Species of ray-finned fish

Pterothrissus gissu, also known as the Japanese gissu, is a species of ray-finned fish in the family Albulidae. The Japanese gissu is an extremely rare marine fish that is distributed in deep water off northwest Pacific Ocean. Due to its natural habitat being in deep offshore waters, there is a lack of sufficient data on the Japanese gissu. This fish is known to pass through a leptocephalus larval stage, but only metamorphosed (after reaching the fully grown stage) specimens have been available This species is the only member of its genus.

==Description==
P. gissu has a slender, fusiform shape with an oval cross-section. Morphological records show that P. gissu have dorsal-fin rays 54–65, total vertebrae 105–107, lateral-line scales 99–109, and pre-dorsal scale rows 13–20 Head length is approximately 23–31% SL, pectoral-fin length 10–18% SL, and dorsal-fin base length 47–56% SL. Larvae are leptocephali, reaching up to 194 mm SL before metamorphosis.

==Distribution and habitat==
P. gissu occurs in deep shelf waters of the northwestern Pacific, primarily off the coast of Japan, including areas around Hokkaido and the East China Sea.

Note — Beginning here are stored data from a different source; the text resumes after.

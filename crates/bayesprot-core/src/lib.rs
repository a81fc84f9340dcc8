//! # BayesProt Core
//!
//! Bayesian protein inference for bottom-up proteomics.
//!
//! Peptide-spectrum matches (PSMs) and the proteins they map to form an
//! evidence graph. Each connected component of that graph is compiled into a
//! factor graph (protein priors, probabilistic adders for indistinguishable
//! groups, PSM emission tables) and solved with scheduled, dampened loopy
//! belief propagation. A grid search over the emission and prior
//! hyperparameters picks the point with the best target–decoy
//! discrimination before the final pass writes posteriors back.
//!
//! ```no_run
//! use bayesprot_core::{BayesianProteinInference, InferenceConfig};
//! use bayesprot_core::evidence::ident::{
//!     PeptideHit, PeptideIdentification, ProteinHit, ProteinIdentification,
//! };
//!
//! let mut proteins = ProteinIdentification::with_hits(vec![ProteinHit::new("P12345")]);
//! let mut peptides = vec![PeptideIdentification::with_hits(vec![
//!     PeptideHit::new("LVNELTEFAK", 0.95, ["P12345"]),
//! ])];
//!
//! let inference = BayesianProteinInference::new(InferenceConfig::default())?;
//! inference.infer_posterior_probabilities(&mut proteins, &mut peptides)?;
//! println!("{}", proteins.hits[0].score);
//! # Ok::<(), bayesprot_core::InferenceError>(())
//! ```

pub mod config;
pub mod engine;
pub mod evidence;
pub mod inference;
pub mod metrics;
pub mod optimizer;
pub mod posterior;

// Re-export commonly used types
pub use config::InferenceConfig;
pub use engine::errors::InferenceError;
pub use evidence::graph::EvidenceGraph;
pub use inference::{BayesianProteinInference, InferenceSummary};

It is a deep-water species, typically recorded from bathyal zones, but exact depth ranges are not well established. Occurrence records are cataloged in the Global Biodiversity Information Facility (GBIF) and museum collections.

==Biology==
P. gissu larvae are transparent, laterally compressed, and drift in open ocean currents before metamorphosis. There is a large lack of scientific research on the size of the gissu over time in its growth process, and on their feeding behavior. Specific details on the fish’s diet are limited, but like many deep-sea fishes, it is likely to feed on small invertebrates and fishes. The species has large eyes and silvery pigmentation, adaptations which are very common to deep-water environments. Their growth rates, age at maturity, and fecundity have barely been studied at all. Additional field and lab research is needed to clarify its ecological role and life-history strategy

==Human uses==
P. gissu has limited, but notable, interactions with humans, mostly in local Japanese fisheries and traditional food preparation. Many records of P. gissu are found online in Japanese or Chinese language, indicating they are mostly used in coastal Asia.
===Food===
The meat of P. gissu is used in the production of kamaboko (traditional Japanese fish cake) in the Odawara region. These fish cakes are made of cured, processed gissu (or other white fish). A study examined the gelling properties of gissu meat during heating, finding that certain processing steps (such as premature heating at around 35 °C) reduce gel strength, while direct heating (as used historically) creates a gel with greater breaking force

===Recreational fishing===
The fish is occasionally caught by anglers. The Japanese game-fishing authority has a record of a P. gissu weighing 0.98 kg caught in 2015 off Misaki-nishi, Kanagawa Prefecture.

===Scientific and museum specimens===
Some gissu have been collected and preserved for scientific study, especially in fisheries research institutes and specimen collections. For example, multiple whole fish specimens (length ~490–500 mm, weight ~575-630 g) from Taitung, Chenggong (Taiwan) were preserved for morphological work.

==Conservation status==
P. gissu is currently listed as Data Deficient by the International Union for Conservation of Nature (IUCN). Its most recent assessment was in 2011. Since it lives in deep waters, bycatch from deep-sea trawling and habitat disturbance threaten the population. Data limitations make it difficult to analyze population trends or specific threats to this species. There is very limited data on the population trends and habitat threats. Improved monitoring is needed to support conservation measures.